Lines containing "NodeRegistry": state how many there are in these entries, and write only that number.

+===+

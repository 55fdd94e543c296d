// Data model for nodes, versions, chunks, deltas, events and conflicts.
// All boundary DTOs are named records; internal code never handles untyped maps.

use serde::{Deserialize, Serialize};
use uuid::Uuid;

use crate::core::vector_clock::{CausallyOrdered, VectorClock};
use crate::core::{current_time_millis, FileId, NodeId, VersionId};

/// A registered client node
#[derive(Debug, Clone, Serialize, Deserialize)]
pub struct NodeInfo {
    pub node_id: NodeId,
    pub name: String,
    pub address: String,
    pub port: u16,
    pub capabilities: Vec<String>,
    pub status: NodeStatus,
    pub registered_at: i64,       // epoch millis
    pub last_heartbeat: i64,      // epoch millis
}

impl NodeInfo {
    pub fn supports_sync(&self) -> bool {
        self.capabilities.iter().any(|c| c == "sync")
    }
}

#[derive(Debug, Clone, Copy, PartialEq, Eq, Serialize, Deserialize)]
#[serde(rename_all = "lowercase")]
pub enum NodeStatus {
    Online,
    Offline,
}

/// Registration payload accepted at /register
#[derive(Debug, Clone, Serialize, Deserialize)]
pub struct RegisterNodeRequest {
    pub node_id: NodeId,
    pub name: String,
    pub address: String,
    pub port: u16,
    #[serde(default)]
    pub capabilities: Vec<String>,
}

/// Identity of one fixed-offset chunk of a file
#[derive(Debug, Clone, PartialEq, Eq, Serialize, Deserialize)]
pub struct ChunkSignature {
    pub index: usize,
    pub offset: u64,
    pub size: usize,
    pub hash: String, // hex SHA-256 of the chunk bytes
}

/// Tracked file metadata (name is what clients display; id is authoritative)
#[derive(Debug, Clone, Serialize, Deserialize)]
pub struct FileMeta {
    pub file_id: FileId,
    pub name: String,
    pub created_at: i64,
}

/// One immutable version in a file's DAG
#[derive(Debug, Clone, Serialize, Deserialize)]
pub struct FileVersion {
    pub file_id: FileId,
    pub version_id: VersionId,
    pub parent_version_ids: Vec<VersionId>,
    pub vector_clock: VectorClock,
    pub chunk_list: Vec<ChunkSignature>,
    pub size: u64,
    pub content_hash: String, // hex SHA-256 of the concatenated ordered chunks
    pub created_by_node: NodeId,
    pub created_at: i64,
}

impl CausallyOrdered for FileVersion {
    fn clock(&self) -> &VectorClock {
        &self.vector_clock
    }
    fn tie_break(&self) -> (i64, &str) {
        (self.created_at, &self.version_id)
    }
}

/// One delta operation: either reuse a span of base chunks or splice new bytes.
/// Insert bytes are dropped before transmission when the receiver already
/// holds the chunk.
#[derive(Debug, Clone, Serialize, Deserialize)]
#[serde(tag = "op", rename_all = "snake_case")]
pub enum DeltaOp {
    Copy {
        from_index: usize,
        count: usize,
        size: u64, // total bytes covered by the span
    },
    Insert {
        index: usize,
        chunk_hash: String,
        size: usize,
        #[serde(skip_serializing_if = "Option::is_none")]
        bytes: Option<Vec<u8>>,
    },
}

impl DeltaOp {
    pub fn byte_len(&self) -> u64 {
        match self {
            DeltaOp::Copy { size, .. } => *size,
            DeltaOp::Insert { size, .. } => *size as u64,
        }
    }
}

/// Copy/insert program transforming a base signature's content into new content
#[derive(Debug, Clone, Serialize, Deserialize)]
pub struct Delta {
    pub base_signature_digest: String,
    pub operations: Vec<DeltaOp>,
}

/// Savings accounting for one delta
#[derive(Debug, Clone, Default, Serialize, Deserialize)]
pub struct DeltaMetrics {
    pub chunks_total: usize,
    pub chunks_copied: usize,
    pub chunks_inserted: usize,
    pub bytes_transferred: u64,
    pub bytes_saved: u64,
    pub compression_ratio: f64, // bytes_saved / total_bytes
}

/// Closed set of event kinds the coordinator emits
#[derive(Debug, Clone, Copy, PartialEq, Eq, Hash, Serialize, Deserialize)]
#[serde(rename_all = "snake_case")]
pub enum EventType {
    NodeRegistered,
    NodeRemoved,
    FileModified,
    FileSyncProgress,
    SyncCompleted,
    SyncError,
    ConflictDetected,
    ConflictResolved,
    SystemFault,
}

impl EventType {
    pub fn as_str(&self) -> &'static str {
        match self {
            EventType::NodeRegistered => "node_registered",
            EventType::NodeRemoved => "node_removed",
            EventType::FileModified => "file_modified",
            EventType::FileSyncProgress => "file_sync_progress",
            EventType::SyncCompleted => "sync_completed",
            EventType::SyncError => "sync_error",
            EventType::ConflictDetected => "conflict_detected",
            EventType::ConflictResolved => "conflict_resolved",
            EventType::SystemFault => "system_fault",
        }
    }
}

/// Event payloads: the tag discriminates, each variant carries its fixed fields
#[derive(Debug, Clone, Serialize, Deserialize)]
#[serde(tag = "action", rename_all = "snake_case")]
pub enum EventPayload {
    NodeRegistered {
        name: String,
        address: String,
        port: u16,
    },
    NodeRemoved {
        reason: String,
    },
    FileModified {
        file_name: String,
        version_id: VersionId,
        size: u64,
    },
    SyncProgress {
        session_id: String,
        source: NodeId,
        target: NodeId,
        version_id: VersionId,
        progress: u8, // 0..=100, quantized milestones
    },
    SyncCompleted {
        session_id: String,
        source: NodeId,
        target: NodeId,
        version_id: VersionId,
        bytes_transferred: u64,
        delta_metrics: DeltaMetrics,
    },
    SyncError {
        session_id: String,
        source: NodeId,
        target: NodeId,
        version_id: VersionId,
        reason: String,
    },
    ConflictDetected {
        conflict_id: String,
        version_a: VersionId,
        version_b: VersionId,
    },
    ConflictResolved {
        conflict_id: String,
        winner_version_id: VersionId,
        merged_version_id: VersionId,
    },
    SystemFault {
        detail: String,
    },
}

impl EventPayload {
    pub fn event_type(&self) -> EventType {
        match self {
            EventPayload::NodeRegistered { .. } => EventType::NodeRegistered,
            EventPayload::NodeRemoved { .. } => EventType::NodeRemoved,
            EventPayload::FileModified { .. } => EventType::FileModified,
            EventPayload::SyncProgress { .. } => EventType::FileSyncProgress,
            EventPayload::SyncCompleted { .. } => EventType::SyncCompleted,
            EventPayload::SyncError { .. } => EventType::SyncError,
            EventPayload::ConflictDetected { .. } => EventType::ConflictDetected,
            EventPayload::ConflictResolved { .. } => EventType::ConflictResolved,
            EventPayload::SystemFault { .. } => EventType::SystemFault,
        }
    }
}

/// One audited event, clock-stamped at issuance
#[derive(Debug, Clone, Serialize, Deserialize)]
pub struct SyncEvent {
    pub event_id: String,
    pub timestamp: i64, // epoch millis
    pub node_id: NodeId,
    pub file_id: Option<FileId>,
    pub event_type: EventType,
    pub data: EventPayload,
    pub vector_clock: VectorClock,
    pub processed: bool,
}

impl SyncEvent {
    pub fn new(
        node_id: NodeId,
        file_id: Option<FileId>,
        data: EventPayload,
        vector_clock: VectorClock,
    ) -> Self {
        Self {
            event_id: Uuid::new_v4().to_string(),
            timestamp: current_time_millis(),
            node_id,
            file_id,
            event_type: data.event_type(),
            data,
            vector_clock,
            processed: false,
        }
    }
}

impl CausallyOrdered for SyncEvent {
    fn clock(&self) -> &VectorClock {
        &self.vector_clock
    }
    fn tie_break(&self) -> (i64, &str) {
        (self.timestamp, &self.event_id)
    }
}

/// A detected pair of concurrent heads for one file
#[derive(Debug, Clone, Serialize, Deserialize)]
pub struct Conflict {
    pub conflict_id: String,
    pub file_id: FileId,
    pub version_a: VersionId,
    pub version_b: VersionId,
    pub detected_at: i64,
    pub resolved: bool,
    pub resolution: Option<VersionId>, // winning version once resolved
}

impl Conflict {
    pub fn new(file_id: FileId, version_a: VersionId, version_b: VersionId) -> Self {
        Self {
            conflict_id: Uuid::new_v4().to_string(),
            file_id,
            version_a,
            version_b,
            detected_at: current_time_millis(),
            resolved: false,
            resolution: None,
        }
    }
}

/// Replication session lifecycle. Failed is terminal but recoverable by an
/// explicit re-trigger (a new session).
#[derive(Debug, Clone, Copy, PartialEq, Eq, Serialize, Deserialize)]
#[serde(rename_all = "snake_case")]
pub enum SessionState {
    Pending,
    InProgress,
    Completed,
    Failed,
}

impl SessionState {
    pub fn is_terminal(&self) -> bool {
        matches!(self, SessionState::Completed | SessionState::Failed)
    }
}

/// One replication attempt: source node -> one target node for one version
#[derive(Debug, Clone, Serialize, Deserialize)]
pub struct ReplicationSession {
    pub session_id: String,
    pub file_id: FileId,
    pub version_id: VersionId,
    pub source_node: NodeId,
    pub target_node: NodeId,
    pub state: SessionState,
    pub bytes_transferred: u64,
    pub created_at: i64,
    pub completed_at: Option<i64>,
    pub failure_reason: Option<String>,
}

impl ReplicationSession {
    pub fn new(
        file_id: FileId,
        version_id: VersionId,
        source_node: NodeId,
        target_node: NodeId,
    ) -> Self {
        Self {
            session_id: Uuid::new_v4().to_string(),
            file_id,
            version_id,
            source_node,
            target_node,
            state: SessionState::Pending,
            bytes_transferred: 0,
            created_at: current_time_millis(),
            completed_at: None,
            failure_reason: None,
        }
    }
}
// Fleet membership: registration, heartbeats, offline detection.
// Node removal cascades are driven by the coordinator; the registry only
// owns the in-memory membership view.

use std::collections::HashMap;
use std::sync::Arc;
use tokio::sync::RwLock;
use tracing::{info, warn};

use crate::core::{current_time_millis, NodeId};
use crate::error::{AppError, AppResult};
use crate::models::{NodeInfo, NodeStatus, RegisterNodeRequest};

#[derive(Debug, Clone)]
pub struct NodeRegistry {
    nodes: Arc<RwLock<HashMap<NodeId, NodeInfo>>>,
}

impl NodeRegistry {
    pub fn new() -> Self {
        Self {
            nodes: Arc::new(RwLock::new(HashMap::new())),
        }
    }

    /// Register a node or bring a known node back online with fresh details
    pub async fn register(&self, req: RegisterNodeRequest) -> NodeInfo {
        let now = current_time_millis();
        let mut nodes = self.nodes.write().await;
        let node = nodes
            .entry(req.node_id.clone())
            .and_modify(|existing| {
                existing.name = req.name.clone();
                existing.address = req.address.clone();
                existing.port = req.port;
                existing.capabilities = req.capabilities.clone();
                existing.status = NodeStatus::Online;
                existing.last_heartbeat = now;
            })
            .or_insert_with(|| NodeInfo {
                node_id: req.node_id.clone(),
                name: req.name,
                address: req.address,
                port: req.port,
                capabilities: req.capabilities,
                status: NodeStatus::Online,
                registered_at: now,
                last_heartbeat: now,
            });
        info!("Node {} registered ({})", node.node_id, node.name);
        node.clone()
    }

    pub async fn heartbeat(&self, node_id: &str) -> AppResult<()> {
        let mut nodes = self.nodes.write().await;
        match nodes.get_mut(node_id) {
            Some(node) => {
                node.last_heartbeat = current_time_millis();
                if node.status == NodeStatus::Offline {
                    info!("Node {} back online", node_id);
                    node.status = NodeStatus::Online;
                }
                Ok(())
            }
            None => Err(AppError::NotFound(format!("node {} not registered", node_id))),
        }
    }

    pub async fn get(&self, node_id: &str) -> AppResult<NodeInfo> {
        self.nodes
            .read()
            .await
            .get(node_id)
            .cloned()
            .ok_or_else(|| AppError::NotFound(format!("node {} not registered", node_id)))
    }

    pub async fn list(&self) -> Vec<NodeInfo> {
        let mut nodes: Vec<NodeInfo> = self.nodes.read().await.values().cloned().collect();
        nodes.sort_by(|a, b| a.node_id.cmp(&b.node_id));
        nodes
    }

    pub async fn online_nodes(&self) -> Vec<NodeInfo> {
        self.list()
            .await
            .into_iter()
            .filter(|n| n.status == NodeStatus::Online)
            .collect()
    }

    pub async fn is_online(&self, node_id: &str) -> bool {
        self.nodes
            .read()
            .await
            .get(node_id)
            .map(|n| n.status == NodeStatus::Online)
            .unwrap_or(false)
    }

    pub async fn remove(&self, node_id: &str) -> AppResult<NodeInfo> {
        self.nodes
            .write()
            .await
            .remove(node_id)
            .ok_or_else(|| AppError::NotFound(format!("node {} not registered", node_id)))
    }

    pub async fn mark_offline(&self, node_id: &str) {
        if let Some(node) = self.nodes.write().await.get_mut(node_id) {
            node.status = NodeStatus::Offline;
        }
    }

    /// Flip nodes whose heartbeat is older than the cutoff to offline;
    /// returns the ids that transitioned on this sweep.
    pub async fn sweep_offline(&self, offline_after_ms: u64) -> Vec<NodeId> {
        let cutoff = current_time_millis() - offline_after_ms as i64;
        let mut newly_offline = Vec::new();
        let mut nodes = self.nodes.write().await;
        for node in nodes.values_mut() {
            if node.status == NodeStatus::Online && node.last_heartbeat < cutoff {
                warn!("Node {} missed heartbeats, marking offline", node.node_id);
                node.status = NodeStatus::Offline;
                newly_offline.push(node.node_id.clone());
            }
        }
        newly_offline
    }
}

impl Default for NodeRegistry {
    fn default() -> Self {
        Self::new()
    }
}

+===+

OUTPUT OF THE TASK >> 3